Former Springbok rugby captain Dawie de Villiers died at his Stellenbosch home on Saturday night after a long battle with cancer. He was 81.
Mark Alexander, president of the SA Rugby Union, remembered De Villiers for his role in rugby and in wider society as a politician later in his life.
De Villiers held the record for the most number of Tests as Springbok captain until he was overtaken by Francois Pienaar in 1995.
Saru said he had been very involved in the talks that led to the unbanning of the ANC, the subsequent release of Nelson Mandela and the first democratic elections in 1994.
“Dawie de Villiers captained the Springboks as the winds of change were beginning to blow through the political climate of sport and his final tour was the 1969-70 ‘demo tour’ of the UK,” said Alexander.
“By that time, he had established himself as one of the Springboks’ greatest ever captains and the fact that he was carried from the field on the shoulders of UK Barbarians greats Gareth Edwards of Wales and Mike Gibson of Ireland in his final match, proves the respect and standing in which he was held.
“That respect later saw him become part of those winds of change in political life as our country moved to democracy.
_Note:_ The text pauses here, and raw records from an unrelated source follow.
//! Ledger data models.

use chrono::{DateTime, Utc};
use rust_decimal::Decimal;
use serde::{Deserialize, Serialize};
use std::str::FromStr;
use uuid::Uuid;

use super::errors::LedgerError;
use crate::bets::BetStatus;

/// Account ID type (owned by the identity system)
pub type AccountId = i64;

/// Wallet ID type
pub type WalletId = Uuid;

/// Ledger transaction ID type
pub type TransactionId = Uuid;

/// Wallet model
///
/// `balance` never includes held funds: a hold moves money from `balance`
/// into `hold_balance` in the same atomic step.
#[derive(Debug, Clone, PartialEq, Serialize, Deserialize)]
pub struct Wallet {
    pub id: WalletId,
    pub account_id: AccountId,
    pub balance: Decimal,
    pub hold_balance: Decimal,
    pub currency: String,
    pub version: i64,
    pub last_transaction_at: Option<DateTime<Utc>>,
    pub created_at: DateTime<Utc>,
}

/// Entry direction
#[derive(Debug, Clone, Copy, PartialEq, Eq, Hash, Serialize, Deserialize)]
#[serde(rename_all = "SCREAMING_SNAKE_CASE")]
pub enum EntryType {
    Credit,
    Debit,
}

impl EntryType {
    /// Signed delta this entry applies to a balance
    pub fn signed(self, amount: Decimal) -> Decimal {
        match self {
            EntryType::Credit => amount,
            EntryType::Debit => -amount,
        }
    }

    pub fn as_str(self) -> &'static str {
        match self {
            EntryType::Credit => "CREDIT",
            EntryType::Debit => "DEBIT",
        }
    }
}

impl std::fmt::Display for EntryType {
    fn fmt(&self, f: &mut std::fmt::Formatter<'_>) -> std::fmt::Result {
        f.write_str(self.as_str())
    }
}

impl FromStr for EntryType {
    type Err = LedgerError;

    fn from_str(s: &str) -> Result<Self, Self::Err> {
        match s {
            "CREDIT" => Ok(EntryType::Credit),
            "DEBIT" => Ok(EntryType::Debit),
            other => Err(LedgerError::Decode(format!("entry type {other}"))),
        }
    }
}

/// Entry status
#[derive(Debug, Clone, Copy, PartialEq, Eq, Hash, Serialize, Deserialize)]
#[serde(rename_all = "SCREAMING_SNAKE_CASE")]
pub enum EntryStatus {
    Pending,
    Completed,
    Failed,
    Reversed,
}

impl EntryStatus {
    pub fn as_str(self) -> &'static str {
        match self {
            EntryStatus::Pending => "PENDING",
            EntryStatus::Completed => "COMPLETED",
            EntryStatus::Failed => "FAILED",
            EntryStatus::Reversed => "REVERSED",
        }
    }
}

impl std::fmt::Display for EntryStatus {
    fn fmt(&self, f: &mut std::fmt::Formatter<'_>) -> std::fmt::Result {
        f.write_str(self.as_str())
    }
}

impl FromStr for EntryStatus {
    type Err = LedgerError;

    fn from_str(s: &str) -> Result<Self, Self::Err> {
        match s {
            "PENDING" => Ok(EntryStatus::Pending),
            "COMPLETED" => Ok(EntryStatus::Completed),
            "FAILED" => Ok(EntryStatus::Failed),
            "REVERSED" => Ok(EntryStatus::Reversed),
            other => Err(LedgerError::Decode(format!("entry status {other}"))),
        }
    }
}

/// Entry category
#[derive(Debug, Clone, Copy, PartialEq, Eq, Hash, Serialize, Deserialize)]
#[serde(rename_all = "SCREAMING_SNAKE_CASE")]
pub enum Category {
    Deposit,
    Withdrawal,
    WithdrawalHold,
    WithdrawalRelease,
    CasinoBet,
    CasinoWin,
    Bet,
    Winnings,
    ExchangeBet,
    ExchangeSettlement,
    Bonus,
    Rollback,
    PartnerTransfer,
    PartnerDeposit,
}

impl Category {
    pub fn as_str(self) -> &'static str {
        match self {
            Category::Deposit => "DEPOSIT",
            Category::Withdrawal => "WITHDRAWAL",
            Category::WithdrawalHold => "WITHDRAWAL_HOLD",
            Category::WithdrawalRelease => "WITHDRAWAL_RELEASE",
            Category::CasinoBet => "CASINO_BET",
            Category::CasinoWin => "CASINO_WIN",
            Category::Bet => "BET",
            Category::Winnings => "WINNINGS",
            Category::ExchangeBet => "EXCHANGE_BET",
            Category::ExchangeSettlement => "EXCHANGE_SETTLEMENT",
            Category::Bonus => "BONUS",
            Category::Rollback => "ROLLBACK",
            Category::PartnerTransfer => "PARTNER_TRANSFER",
            Category::PartnerDeposit => "PARTNER_DEPOSIT",
        }
    }
}

impl std::fmt::Display for Category {
    fn fmt(&self, f: &mut std::fmt::Formatter<'_>) -> std::fmt::Result {
        f.write_str(self.as_str())
    }
}

impl FromStr for Category {
    type Err = LedgerError;

    fn from_str(s: &str) -> Result<Self, Self::Err> {
        let category = match s {
            "DEPOSIT" => Category::Deposit,
            "WITHDRAWAL" => Category::Withdrawal,
            "WITHDRAWAL_HOLD" => Category::WithdrawalHold,
            "WITHDRAWAL_RELEASE" => Category::WithdrawalRelease,
            "CASINO_BET" => Category::CasinoBet,
            "CASINO_WIN" => Category::CasinoWin,
            "BET" => Category::Bet,
            "WINNINGS" => Category::Winnings,
            "EXCHANGE_BET" => Category::ExchangeBet,
            "EXCHANGE_SETTLEMENT" => Category::ExchangeSettlement,
            "BONUS" => Category::Bonus,
            "ROLLBACK" => Category::Rollback,
            "PARTNER_TRANSFER" => Category::PartnerTransfer,
            "PARTNER_DEPOSIT" => Category::PartnerDeposit,
            other => return Err(LedgerError::Decode(format!("category {other}"))),
        };
        Ok(category)
    }
}

/// Staff-initiated movement details
#[derive(Debug, Clone, PartialEq, Serialize, Deserialize)]
pub struct StaffMetadata {
    pub staff_id: i64,
    pub ticket_id: Option<i64>,
    pub description: Option<String>,
}

/// Withdrawal request details carried by a hold row
#[derive(Debug, Clone, Default, PartialEq, Serialize, Deserialize)]
pub struct HoldMetadata {
    pub ticket_id: Option<i64>,
    pub note: Option<String>,
}

/// Release of a hold back to the spendable balance
#[derive(Debug, Clone, PartialEq, Serialize, Deserialize)]
pub struct HoldReleaseMetadata {
    pub hold_id: TransactionId,
    pub reason: String,
    pub staff_id: Option<i64>,
}

/// Staff confirmation that a held withdrawal left the system
#[derive(Debug, Clone, PartialEq, Serialize, Deserialize)]
pub struct HoldExecutionMetadata {
    pub request: HoldMetadata,
    pub staff_id: i64,
    pub description: Option<String>,
    pub ticket_id: Option<i64>,
    pub completed_at: DateTime<Utc>,
}

/// Casino one-wallet identifiers used for semantic replay detection
#[derive(Debug, Clone, PartialEq, Serialize, Deserialize)]
pub struct CasinoMetadata {
    pub game_id: String,
    pub action_id: String,
    pub subtype: Option<String>,
    pub game_desc: Option<String>,
    pub external_player_id: String,
    pub currency: String,
}

/// Sportsbook/exchange identifiers
#[derive(Debug, Clone, PartialEq, Serialize, Deserialize)]
pub struct SportsbookMetadata {
    pub ext_transaction_id: String,
    pub external_player_id: String,
    pub operation: String,
    pub betslip_id: Option<String>,
    pub bet_ids: Vec<String>,
}

/// Two-leg transfer details
#[derive(Debug, Clone, PartialEq, Serialize, Deserialize)]
pub struct TransferMetadata {
    pub counterparty_wallet: WalletId,
    pub staff_id: Option<i64>,
    pub note: Option<String>,
}

/// Per-category metadata payload
///
/// The store treats this as opaque; each producer only reads the variant it owns.
#[derive(Debug, Clone, PartialEq, Serialize, Deserialize)]
#[serde(tag = "kind", rename_all = "snake_case")]
pub enum EntryMetadata {
    None,
    Staff(StaffMetadata),
    Hold(HoldMetadata),
    HoldRelease(HoldReleaseMetadata),
    HoldExecution(HoldExecutionMetadata),
    Casino(CasinoMetadata),
    Sportsbook(SportsbookMetadata),
    Transfer(TransferMetadata),
}

impl EntryMetadata {
    pub fn as_casino(&self) -> Option<&CasinoMetadata> {
        match self {
            EntryMetadata::Casino(meta) => Some(meta),
            _ => None,
        }
    }
}

/// Ledger transaction model
#[derive(Debug, Clone, PartialEq, Serialize, Deserialize)]
pub struct LedgerTransaction {
    pub id: TransactionId,
    pub wallet_id: WalletId,
    pub amount: Decimal,
    pub entry_type: EntryType,
    pub status: EntryStatus,
    pub category: Category,
    pub reference: Option<String>,
    pub resulting_balance: Decimal,
    pub metadata: EntryMetadata,
    pub created_at: DateTime<Utc>,
    pub completed_at: Option<DateTime<Utc>>,
}

impl LedgerTransaction {
    /// Whether this row is a hold that can still be released or executed
    pub fn is_pending_hold(&self) -> bool {
        self.status == EntryStatus::Pending && self.category == Category::WithdrawalHold
    }

    /// Signed effect of this row on the wallet balance
    ///
    /// Failed rows never moved money.
    pub fn balance_effect(&self) -> Decimal {
        match self.status {
            EntryStatus::Failed => Decimal::ZERO,
            _ => self.entry_type.signed(self.amount),
        }
    }
}

/// Reason a bet order changed state
#[derive(Debug, Clone, Copy, PartialEq, Eq, Serialize, Deserialize)]
#[serde(rename_all = "snake_case")]
pub enum TransitionReason {
    Settlement,
    Payout,
    Rollback,
}

/// Audit trail event
///
/// Non-monetary facts live here instead of the ledger.
#[derive(Debug, Clone, PartialEq, Serialize, Deserialize)]
#[serde(tag = "event", rename_all = "snake_case")]
pub enum AuditEvent {
    BetStatusChanged {
        from: BetStatus,
        to: BetStatus,
        reason: TransitionReason,
    },
    LossFinalized {
        ext_transaction_id: Option<String>,
        stake: Decimal,
    },
}

/// Audit log record
#[derive(Debug, Clone, PartialEq, Serialize, Deserialize)]
pub struct AuditRecord {
    pub id: Uuid,
    pub subject_id: Uuid,
    pub event: AuditEvent,
    pub recorded_at: DateTime<Utc>,
}

impl AuditRecord {
    pub fn new(subject_id: Uuid, event: AuditEvent) -> Self {
        Self {
            id: Uuid::new_v4(),
            subject_id,
            event,
            recorded_at: Utc::now(),
        }
    }
}

/// Round details reported by the casino provider
#[derive(Debug, Clone, PartialEq, Serialize, Deserialize)]
pub struct CasinoRound {
    pub game_id: String,
    pub user_id: String,
    pub game_desc: Option<String>,
    pub actions: serde_json::Value,
    pub updated_at: DateTime<Utc>,
}

#[cfg(test)]
mod tests {
    use super::*;

    #[test]
    fn test_category_round_trips_through_db_text() {
        for category in [
            Category::Deposit,
            Category::WithdrawalHold,
            Category::CasinoWin,
            Category::ExchangeSettlement,
            Category::PartnerDeposit,
        ] {
            assert_eq!(category.as_str().parse::<Category>().unwrap(), category);
        }
        assert!("LOTTERY".parse::<Category>().is_err());
    }

    #[test]
    fn test_metadata_is_tagged() {
        let meta = EntryMetadata::Hold(HoldMetadata {
            ticket_id: Some(7),
            note: None,
        });
        let json = serde_json::to_value(&meta).unwrap();
        assert_eq!(json["kind"], "hold");
        assert_eq!(json["ticket_id"], 7);
    }

    #[test]
    fn test_failed_rows_have_no_balance_effect() {
        let mut tx = LedgerTransaction {
            id: Uuid::new_v4(),
            wallet_id: Uuid::new_v4(),
            amount: Decimal::new(500, 2),
            entry_type: EntryType::Debit,
            status: EntryStatus::Completed,
            category: Category::Bet,
            reference: None,
            resulting_balance: Decimal::ZERO,
            metadata: EntryMetadata::None,
            created_at: Utc::now(),
            completed_at: None,
        };
        assert_eq!(tx.balance_effect(), Decimal::new(-500, 2));
        tx.status = EntryStatus::Failed;
        assert_eq!(tx.balance_effect(), Decimal::ZERO);
    }
}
He was a great servant of the country.”
De Villiers was born on July 10 1940 in Burgersdorp. After he finished his schooling at Bellville High School, he studied theology at Stellenbosch University.
He was later a minister in the old National Party regime, but also in the first democratically elected government under the late former president, Nelson Mandela.
De Villiers retired from politics in 1996.
He also served as SA’s ambassador in London and had been a lecturer in philosophy (in which he completed his doctoral studies) and a reverend in the Dutch Reformed Church.
“To lead SA for as long as he did in the amateur era and to hold the record for Tests captained until the arrival of professionalism says all you need to know about his stature as a player and leader,” said Alexander.
“He was a great and loyal servant of Springbok rugby and we pay tribute to his dedication and the service he gave to the sport and SA life in general.”
He is survived by his wife Suzaan, three daughters and a son, as well as nine grandchildren.
Dr Dawie de Villiers, a former Springbok captain, passed away at the age of 81 on Saturday night after a long battle with cancer.